Esta é a descrição mais simples, com fins didáticos, de como as plataformas fazem negócios com dados, sabendo-se que para cada tipo de empresa e mercado há diferenças nas práticas. De um lado, textos, imagens, sons de algum potencial consumidor são reduzidos a dados digitais sobre esta pessoa; de outro lado, também textos, imagens, sons e uns tantos números precedidos de cifrão são reduzidos a dados digitais sobre vendedores competindo entre si por um espaço destacado numa tela. Como se viu, a disputa é semelhante a um leilão. E, de fato, é isso: um leilão. O que nos coloca diante de várias questões teóricas interessantes:
i. quem pagou por um “kit de dados” a respeito do comprador (nome, endereço, cartão de crédito etc.) não se torna proprietário desse objeto: a rigor, pagou por um direito de acesso a um potencial consumidor. Ele não pode levar os dados para o estoque da sua empresa, como podemos, por exemplo, levar para casa um tapete comprado num leilão de artes. Os dados seguem propriedade da plataforma.

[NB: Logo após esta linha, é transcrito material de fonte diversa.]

//! Thompson construction: lowers a [RuleSet] into an NFA over the partitioned [Alphabet],
//! one state pair per AST node. The state counter lives inside [NfaBuilder] rather than a
//! process-wide static, so building several rule sets in one process never shares state.

use std::collections::{BTreeSet, HashMap, HashSet};
use std::rc::Rc;

use crate::ast::{AstArena, AstId, AstNode};
use crate::cp::{Alphabet, Range};
use crate::error::OverflowError;
use crate::rules::RuleSet;

/// Edge label reserved for epsilon transitions; input edges use `1..=alphabet_size`.
pub const EPSILON: u32 = 0;

/// A Thompson-constructed NFA. Transitions are stored as a vector-of-vectors indexed by the
/// `from` state, each entry a `(label, to)` pair, rather than a map keyed by a packed
/// `(from, to, label)` triple — cheaper to build incrementally and to iterate per-state.
#[derive(Debug, Clone)]
pub struct Nfa {
    pub state_count: u16,
    pub initial: u16,
    pub final_set: HashSet<u16>,
    pub alphabet_size: u32,
    pub edges: Vec<Vec<(u32, u16)>>,
}

impl Nfa {
    pub fn is_final(&self, state: u16) -> bool {
        self.final_set.contains(&state)
    }
}

/// Builds an [Nfa] from a [RuleSet] over `alphabet`. Rule roots are combined into a synthetic
/// top-level `Alt` preserving declaration order — that order is reused later as rule priority
/// (see [crate::dfa::tag]).
pub struct NfaBuilder<'a> {
    arena: &'a AstArena,
    alphabet: &'a Alphabet,
    edges: Vec<Vec<(u32, u16)>>,
    final_name: HashMap<u16, Rc<str>>,
}

impl<'a> NfaBuilder<'a> {
    pub fn build(
        rule_set: RuleSet,
        alphabet: &'a Alphabet,
    ) -> Result<(Nfa, HashMap<u16, Rc<str>>), OverflowError> {
        if alphabet.len() as u64 > u32::MAX as u64 {
            return Err(OverflowError::alphabet(alphabet.len() as u64));
        }

        let RuleSet { mut arena, rules } = rule_set;
        let mut name_map = HashMap::with_capacity(rules.len());
        let mut root_ids = Vec::with_capacity(rules.len());
        for rule in &rules {
            name_map.insert(rule.root, Rc::clone(&rule.name));
            root_ids.push(rule.root);
        }
        let synthetic_root = arena.alloc(AstNode::Alt(root_ids));

        let mut builder = NfaBuilder {
            arena: &arena,
            alphabet,
            edges: Vec::new(),
            final_name: HashMap::new(),
        };
        let (initial, _end) = builder.build_node(synthetic_root, &name_map)?;

        let final_set = builder.final_name.keys().copied().collect();
        let nfa = Nfa {
            state_count: builder.edges.len() as u16,
            initial,
            final_set,
            alphabet_size: alphabet.len() as u32,
            edges: builder.edges,
        };
        Ok((nfa, builder.final_name))
    }

    fn alloc_state(&mut self) -> Result<u16, OverflowError> {
        let idx = self.edges.len();
        if idx >= u16::MAX as usize {
            return Err(OverflowError::states(idx as u64 + 1));
        }
        self.edges.push(Vec::new());
        Ok(idx as u16)
    }

    fn add_edge(&mut self, from: u16, label: u32, to: u16) {
        self.edges[from as usize].push((label, to));
    }

    fn build_node(
        &mut self,
        id: AstId,
        name_map: &HashMap<AstId, Rc<str>>,
    ) -> Result<(u16, u16), OverflowError> {
        let (s, t) = match self.arena.get(id).clone() {
            AstNode::Set { ranges, negated } => self.build_set(&ranges, negated)?,
            AstNode::Cat(children) => self.build_cat(&children, name_map)?,
            AstNode::Alt(children) => self.build_alt(&children, name_map)?,
            AstNode::Rep {
                child,
                accept_empty,
            } => self.build_rep(child, accept_empty, name_map)?,
        };
        if let Some(name) = name_map.get(&id) {
            self.final_name.insert(t, Rc::clone(name));
        }
        Ok((s, t))
    }

    fn covered_alphabet_indices(&self, ranges: &[Range]) -> BTreeSet<usize> {
        let mut covered = BTreeSet::new();
        for r in ranges {
            if let Some((start, end)) = self.alphabet.index_range(*r) {
                covered.extend(start..=end);
            }
        }
        covered
    }

    fn build_set(&mut self, ranges: &[Range], negated: bool) -> Result<(u16, u16), OverflowError> {
        let s = self.alloc_state()?;
        let t = self.alloc_state()?;
        let covered = self.covered_alphabet_indices(ranges);
        if negated {
            for idx in 1..=self.alphabet.len() {
                if !covered.contains(&idx) {
                    self.add_edge(s, idx as u32, t);
                }
            }
        } else {
            for idx in covered {
                self.add_edge(s, idx as u32, t);
            }
        }
        Ok((s, t))
    }

    fn build_cat(
        &mut self,
        children: &[AstId],
        name_map: &HashMap<AstId, Rc<str>>,
    ) -> Result<(u16, u16), OverflowError> {
        let mut iter = children.iter();
        let first = *iter.next().expect("Cat has at least one child");
        let (start, mut prev_end) = self.build_node(first, name_map)?;
        for &child in iter {
            let (cs, ct) = self.build_node(child, name_map)?;
            self.add_edge(prev_end, EPSILON, cs);
            prev_end = ct;
        }
        Ok((start, prev_end))
    }

    fn build_alt(
        &mut self,
        children: &[AstId],
        name_map: &HashMap<AstId, Rc<str>>,
    ) -> Result<(u16, u16), OverflowError> {
        let s = self.alloc_state()?;
        let t = self.alloc_state()?;
        for &child in children {
            let (cs, ct) = self.build_node(child, name_map)?;
            self.add_edge(s, EPSILON, cs);
            self.add_edge(ct, EPSILON, t);
        }
        Ok((s, t))
    }

    fn build_rep(
        &mut self,
        child: AstId,
        accept_empty: bool,
        name_map: &HashMap<AstId, Rc<str>>,
    ) -> Result<(u16, u16), OverflowError> {
        let s = self.alloc_state()?;
        let t = self.alloc_state()?;
        let (cs, ct) = self.build_node(child, name_map)?;
        self.add_edge(s, EPSILON, cs);
        self.add_edge(ct, EPSILON, t);
        self.add_edge(ct, EPSILON, cs);
        if accept_empty {
            self.add_edge(s, EPSILON, t);
        }
        Ok((s, t))
    }
}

ii. o preço pago, por ser leilão, não expressa algum valor medido pelo tempo de trabalho: que valor é esse? Evidentemente, o dado tem valor de uso, ou não interessaria a ninguém pagar por ele. O dado também tem valor de troca, tanto que é oferecido ao mercado pela plataforma. Mas esse valor pode ser medido?
Dados pois são mercadoria: um objeto externo que atende a necessidades de alguém (seja quem oferece algum produto que pode ser flores ou caminhões; seja uma pessoa precisando se locomover; etc.) mas cujo preço é fixado conforme as circunstâncias da oferta e da demanda. Tem algo aqui que estaria ofendendo a boa teoria? Não. Exatamente assim funciona o mercado de dinheiro, esta mercadoria “sui generis”, conforme Marx nos ensina no Livro 3 d’O Capital.
Investigando o capital portador de juros, ele observa:
“O capitalista monetário aliena, de fato um valor de uso e, por isso, o que ele entrega é entregue como mercadoria. E nessa medida é completa a analogia com a mercadoria enquanto tal. Primeiro, é um valor que passa de uma mão para outra. No caso da mercadoria simples, da mercadoria enquanto tal, o mesmo valor permanece nas mãos do comprador e do vendedor, só que em forma diferente: ambos possuem o mesmo valor depois como antes, que alienaram, um em forma-mercadoria, o outro, em forma-dinheiro. A diferença consiste em que, no caso do empréstimo, o capitalista monetário é o único que entrega valor nessa transação: mas ele o preserva mediante a restituição futura. No caso do empréstimo, valor é recebido apenas por uma parte, já que apenas uma das partes entrega valor. Segundo, o valor de uso real é alienado por uma parte e recebido e consumido pela outra. Mas diferentemente da mercadoria comum, esse mesmo valor de uso é valor, a saber excedente de grandeza de valor que resulta do uso do dinheiro como capital acima de sua grandeza de valor original. O lucro é esse valor de uso.
O valor de uso do dinheiro emprestado consiste em poder funcionar como capital e em produzir, como tal sob circunstâncias médias, o lucro médio.
[…]
O que o comprador de uma mercadoria comum compra é seu valor de uso; o que paga é o seu valor. O que o mutuário do dinheiro compra é também o seu valor de uso como capital; mas o que paga? Certamente não é, como no caso das outras mercadorias, o preço ou valor4.”
É por isso que
o capital portador de juros, embora categoria absolutamente diferente da mercadoria, se torna uma mercadoria sui generis e, por isso, o juro torna-se seu preço, o qual, como preço de mercado da mercadoria comum, é fixado em cada momento pela procura e oferta5.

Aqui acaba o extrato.